Scan the records for "site". Report each line that includes it.

Available data =

- - -

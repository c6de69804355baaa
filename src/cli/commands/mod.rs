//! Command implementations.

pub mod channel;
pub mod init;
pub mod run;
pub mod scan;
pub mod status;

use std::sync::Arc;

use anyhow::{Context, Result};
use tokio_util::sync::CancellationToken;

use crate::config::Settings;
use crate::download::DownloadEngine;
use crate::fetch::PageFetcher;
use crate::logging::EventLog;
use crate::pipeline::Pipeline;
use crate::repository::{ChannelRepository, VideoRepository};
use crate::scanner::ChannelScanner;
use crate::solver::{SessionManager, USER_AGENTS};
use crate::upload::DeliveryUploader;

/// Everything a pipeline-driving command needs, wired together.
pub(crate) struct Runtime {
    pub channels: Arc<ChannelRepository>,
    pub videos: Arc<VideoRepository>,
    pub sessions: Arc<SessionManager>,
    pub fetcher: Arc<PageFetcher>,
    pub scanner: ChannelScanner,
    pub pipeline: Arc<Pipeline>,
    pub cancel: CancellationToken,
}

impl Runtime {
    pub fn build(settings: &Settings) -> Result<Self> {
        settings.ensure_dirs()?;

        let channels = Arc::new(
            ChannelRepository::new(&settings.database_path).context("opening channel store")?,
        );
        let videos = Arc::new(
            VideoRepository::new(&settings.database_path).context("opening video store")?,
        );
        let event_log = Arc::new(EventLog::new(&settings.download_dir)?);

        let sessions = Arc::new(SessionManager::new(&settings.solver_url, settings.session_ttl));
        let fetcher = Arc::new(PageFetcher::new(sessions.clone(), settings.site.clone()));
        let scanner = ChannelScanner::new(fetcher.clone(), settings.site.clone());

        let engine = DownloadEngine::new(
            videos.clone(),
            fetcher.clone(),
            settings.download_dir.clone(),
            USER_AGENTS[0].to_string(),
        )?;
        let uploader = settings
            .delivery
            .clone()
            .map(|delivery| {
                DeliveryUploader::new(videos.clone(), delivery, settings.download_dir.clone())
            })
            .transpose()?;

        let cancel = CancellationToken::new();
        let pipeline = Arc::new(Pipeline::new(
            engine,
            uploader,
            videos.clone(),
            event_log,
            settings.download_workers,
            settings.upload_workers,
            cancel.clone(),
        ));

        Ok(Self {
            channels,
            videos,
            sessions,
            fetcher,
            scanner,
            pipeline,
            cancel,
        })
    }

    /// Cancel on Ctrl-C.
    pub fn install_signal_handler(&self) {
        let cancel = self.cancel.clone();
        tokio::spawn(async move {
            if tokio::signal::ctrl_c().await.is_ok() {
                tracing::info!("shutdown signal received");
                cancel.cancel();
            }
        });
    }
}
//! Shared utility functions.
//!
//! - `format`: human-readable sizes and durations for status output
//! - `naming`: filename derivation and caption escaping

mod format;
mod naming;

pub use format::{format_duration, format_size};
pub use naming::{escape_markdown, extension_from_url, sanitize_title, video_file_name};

- - -

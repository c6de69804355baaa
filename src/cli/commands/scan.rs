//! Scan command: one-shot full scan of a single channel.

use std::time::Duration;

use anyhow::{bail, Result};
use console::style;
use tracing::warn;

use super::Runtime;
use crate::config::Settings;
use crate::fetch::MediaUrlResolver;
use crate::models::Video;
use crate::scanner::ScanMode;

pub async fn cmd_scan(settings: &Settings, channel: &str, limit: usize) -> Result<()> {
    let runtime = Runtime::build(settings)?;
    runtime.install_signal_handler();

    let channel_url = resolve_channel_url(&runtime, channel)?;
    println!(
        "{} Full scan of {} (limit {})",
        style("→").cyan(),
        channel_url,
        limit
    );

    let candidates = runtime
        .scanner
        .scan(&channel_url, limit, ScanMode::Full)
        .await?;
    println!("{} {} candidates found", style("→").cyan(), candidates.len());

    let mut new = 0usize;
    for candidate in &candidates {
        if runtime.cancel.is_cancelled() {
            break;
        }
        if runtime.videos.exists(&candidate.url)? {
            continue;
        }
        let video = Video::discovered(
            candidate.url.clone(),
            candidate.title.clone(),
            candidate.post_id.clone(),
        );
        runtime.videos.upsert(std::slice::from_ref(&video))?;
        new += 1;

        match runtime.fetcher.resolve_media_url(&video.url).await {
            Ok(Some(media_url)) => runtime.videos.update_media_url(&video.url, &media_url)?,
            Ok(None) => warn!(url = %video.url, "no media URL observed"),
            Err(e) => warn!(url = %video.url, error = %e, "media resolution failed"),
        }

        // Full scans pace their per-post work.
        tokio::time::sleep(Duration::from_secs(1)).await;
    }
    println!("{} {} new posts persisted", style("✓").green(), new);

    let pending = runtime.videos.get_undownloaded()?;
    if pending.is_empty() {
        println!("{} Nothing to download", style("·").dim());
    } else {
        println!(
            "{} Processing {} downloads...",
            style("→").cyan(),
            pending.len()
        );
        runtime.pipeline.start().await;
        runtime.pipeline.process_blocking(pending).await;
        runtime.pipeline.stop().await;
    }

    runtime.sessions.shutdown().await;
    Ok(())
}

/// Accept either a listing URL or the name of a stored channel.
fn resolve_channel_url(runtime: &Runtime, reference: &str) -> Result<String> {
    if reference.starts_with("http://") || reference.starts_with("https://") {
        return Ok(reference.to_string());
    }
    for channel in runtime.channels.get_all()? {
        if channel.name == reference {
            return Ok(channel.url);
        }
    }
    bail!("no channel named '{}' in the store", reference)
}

- - -

Written solution =
        let fetcher = Arc::new(PageFetcher::new(sessions.clone(), settings.site.clone()));
        let scanner = ChannelScanner::new(fetcher.clone(), settings.site.clone());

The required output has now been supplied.